═════ DATASET RECORDS ═════

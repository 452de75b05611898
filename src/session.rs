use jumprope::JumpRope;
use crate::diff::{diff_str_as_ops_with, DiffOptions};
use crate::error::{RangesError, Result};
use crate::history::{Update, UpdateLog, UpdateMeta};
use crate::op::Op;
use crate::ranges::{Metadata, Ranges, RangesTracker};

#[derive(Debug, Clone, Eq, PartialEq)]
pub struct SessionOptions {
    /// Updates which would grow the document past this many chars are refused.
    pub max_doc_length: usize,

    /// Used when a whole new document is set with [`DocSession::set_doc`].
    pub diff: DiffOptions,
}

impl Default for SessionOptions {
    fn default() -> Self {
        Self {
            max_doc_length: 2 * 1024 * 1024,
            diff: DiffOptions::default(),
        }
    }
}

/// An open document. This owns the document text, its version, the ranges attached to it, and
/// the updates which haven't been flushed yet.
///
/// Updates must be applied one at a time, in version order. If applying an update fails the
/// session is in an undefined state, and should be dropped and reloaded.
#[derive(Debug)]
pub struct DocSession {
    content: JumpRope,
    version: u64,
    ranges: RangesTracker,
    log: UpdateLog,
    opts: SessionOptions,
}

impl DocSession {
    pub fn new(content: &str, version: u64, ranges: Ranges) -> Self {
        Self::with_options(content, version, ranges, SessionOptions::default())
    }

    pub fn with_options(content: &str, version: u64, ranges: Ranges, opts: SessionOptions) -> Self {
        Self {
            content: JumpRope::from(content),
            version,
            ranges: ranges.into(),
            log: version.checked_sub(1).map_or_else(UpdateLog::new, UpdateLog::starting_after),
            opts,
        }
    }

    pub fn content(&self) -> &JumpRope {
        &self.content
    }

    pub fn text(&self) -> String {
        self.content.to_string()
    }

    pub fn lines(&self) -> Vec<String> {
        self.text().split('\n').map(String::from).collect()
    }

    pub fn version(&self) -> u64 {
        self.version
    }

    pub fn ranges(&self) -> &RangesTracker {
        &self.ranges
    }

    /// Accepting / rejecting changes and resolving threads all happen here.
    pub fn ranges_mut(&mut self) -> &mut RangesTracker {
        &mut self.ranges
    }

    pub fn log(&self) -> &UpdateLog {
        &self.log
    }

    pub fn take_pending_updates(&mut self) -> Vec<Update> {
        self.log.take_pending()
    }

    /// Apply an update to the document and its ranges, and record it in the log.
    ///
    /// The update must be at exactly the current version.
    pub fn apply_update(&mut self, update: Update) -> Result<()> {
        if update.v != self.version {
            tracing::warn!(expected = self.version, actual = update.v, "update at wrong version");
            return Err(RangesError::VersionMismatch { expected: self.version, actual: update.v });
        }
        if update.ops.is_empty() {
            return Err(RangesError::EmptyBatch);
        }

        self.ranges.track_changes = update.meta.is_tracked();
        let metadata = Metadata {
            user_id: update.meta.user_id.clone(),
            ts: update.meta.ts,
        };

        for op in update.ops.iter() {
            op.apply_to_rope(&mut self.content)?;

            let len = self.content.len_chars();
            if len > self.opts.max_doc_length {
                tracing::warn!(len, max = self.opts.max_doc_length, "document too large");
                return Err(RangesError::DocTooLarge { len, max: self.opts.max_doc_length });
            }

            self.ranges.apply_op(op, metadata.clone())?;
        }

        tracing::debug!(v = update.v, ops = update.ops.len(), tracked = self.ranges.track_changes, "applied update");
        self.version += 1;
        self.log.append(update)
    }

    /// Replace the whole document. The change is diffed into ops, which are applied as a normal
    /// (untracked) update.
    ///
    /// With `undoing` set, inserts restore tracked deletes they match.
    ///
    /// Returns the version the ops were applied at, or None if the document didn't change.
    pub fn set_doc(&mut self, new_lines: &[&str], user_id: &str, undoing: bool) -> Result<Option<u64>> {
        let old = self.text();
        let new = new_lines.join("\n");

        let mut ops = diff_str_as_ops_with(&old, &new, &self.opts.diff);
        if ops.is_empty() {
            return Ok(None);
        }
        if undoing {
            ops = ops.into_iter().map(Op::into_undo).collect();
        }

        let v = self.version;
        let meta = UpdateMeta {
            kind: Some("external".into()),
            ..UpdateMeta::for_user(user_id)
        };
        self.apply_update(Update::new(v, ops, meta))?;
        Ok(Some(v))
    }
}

═════

INSTRUCTIONS FOR THE TASK :: Please quote every record above exactly as it appears.

ANSWER TO THIS EXERCISE ::
repository 452de75b05611898
filename src/session.rs
use jumprope::JumpRope;
use crate::diff::{diff_str_as_ops_with, DiffOptions};
use crate::error::{RangesError, Result};
use crate::history::{Update, UpdateLog, UpdateMeta};
use crate::op::Op;
use crate::ranges::{Metadata, Ranges, RangesTracker};

#[derive(Debug, Clone, Eq, PartialEq)]
pub struct SessionOptions {
    /// Updates which would grow the document past this many chars are refused.
    pub max_doc_length: usize,

    /// Used when a whole new document is set with [`DocSession::set_doc`].
    pub diff: DiffOptions,
}

impl Default for SessionOptions {
    fn default() -> Self {
        Self {
            max_doc_length: 2 * 1024 * 1024,
            diff: DiffOptions::default(),
        }
    }
}

/// An open document. This owns the document text, its version, the ranges attached to it, and
/// the updates which haven't been flushed yet.
///
/// Updates must be applied one at a time, in version order. If applying an update fails the
/// session is in an undefined state, and should be dropped and reloaded.
#[derive(Debug)]
pub struct DocSession {
    content: JumpRope,
    version: u64,
    ranges: RangesTracker,
    log: UpdateLog,
    opts: SessionOptions,
}

impl DocSession {
    pub fn new(content: &str, version: u64, ranges: Ranges) -> Self {
        Self::with_options(content, version, ranges, SessionOptions::default())
    }

    pub fn with_options(content: &str, version: u64, ranges: Ranges, opts: SessionOptions) -> Self {
        Self {
            content: JumpRope::from(content),
            version,
            ranges: ranges.into(),
            log: version.checked_sub(1).map_or_else(UpdateLog::new, UpdateLog::starting_after),
            opts,
        }
    }

    pub fn content(&self) -> &JumpRope {
        &self.content
    }

    pub fn text(&self) -> String {
        self.content.to_string()
    }

    pub fn lines(&self) -> Vec<String> {
        self.text().split('\n').map(String::from).collect()
    }

    pub fn version(&self) -> u64 {
        self.version
    }

    pub fn ranges(&self) -> &RangesTracker {
        &self.ranges
    }

    /// Accepting / rejecting changes and resolving threads all happen here.
    pub fn ranges_mut(&mut self) -> &mut RangesTracker {
        &mut self.ranges
    }

    pub fn log(&self) -> &UpdateLog {
        &self.log
    }

    pub fn take_pending_updates(&mut self) -> Vec<Update> {
        self.log.take_pending()
    }

    /// Apply an update to the document and its ranges, and record it in the log.
    ///
    /// The update must be at exactly the current version.
    pub fn apply_update(&mut self, update: Update) -> Result<()> {
        if update.v != self.version {
            tracing::warn!(expected = self.version, actual = update.v, "update at wrong version");
            return Err(RangesError::VersionMismatch { expected: self.version, actual: update.v });
        }
        if update.ops.is_empty() {
            return Err(RangesError::EmptyBatch);
        }

        self.ranges.track_changes = update.meta.is_tracked();
        let metadata = Metadata {
            user_id: update.meta.user_id.clone(),
            ts: update.meta.ts,
        };

        for op in update.ops.iter() {
            op.apply_to_rope(&mut self.content)?;

            let len = self.content.len_chars();
            if len > self.opts.max_doc_length {
                tracing::warn!(len, max = self.opts.max_doc_length, "document too large");
                return Err(RangesError::DocTooLarge { len, max: self.opts.max_doc_length });
            }

            self.ranges.apply_op(op, metadata.clone())?;
        }

        tracing::debug!(v = update.v, ops = update.ops.len(), tracked = self.ranges.track_changes, "applied update");
        self.version += 1;
        self.log.append(update)
    }

    /// Replace the whole document. The change is diffed into ops, which are applied as a normal
    /// (untracked) update.
    ///
    /// With `undoing` set, inserts restore tracked deletes they match.
    ///
    /// Returns the version the ops were applied at, or None if the document didn't change.
    pub fn set_doc(&mut self, new_lines: &[&str], user_id: &str, undoing: bool) -> Result<Option<u64>> {
        let old = self.text();
        let new = new_lines.join("\n");

        let mut ops = diff_str_as_ops_with(&old, &new, &self.opts.diff);
        if ops.is_empty() {
            return Ok(None);
        }
        if undoing {
            ops = ops.into_iter().map(Op::into_undo).collect();
        }

        let v = self.version;
        let meta = UpdateMeta {
            kind: Some("external".into()),
            ..UpdateMeta::for_user(user_id)
        };
        self.apply_update(Update::new(v, ops, meta))?;
        Ok(Some(v))
    }
}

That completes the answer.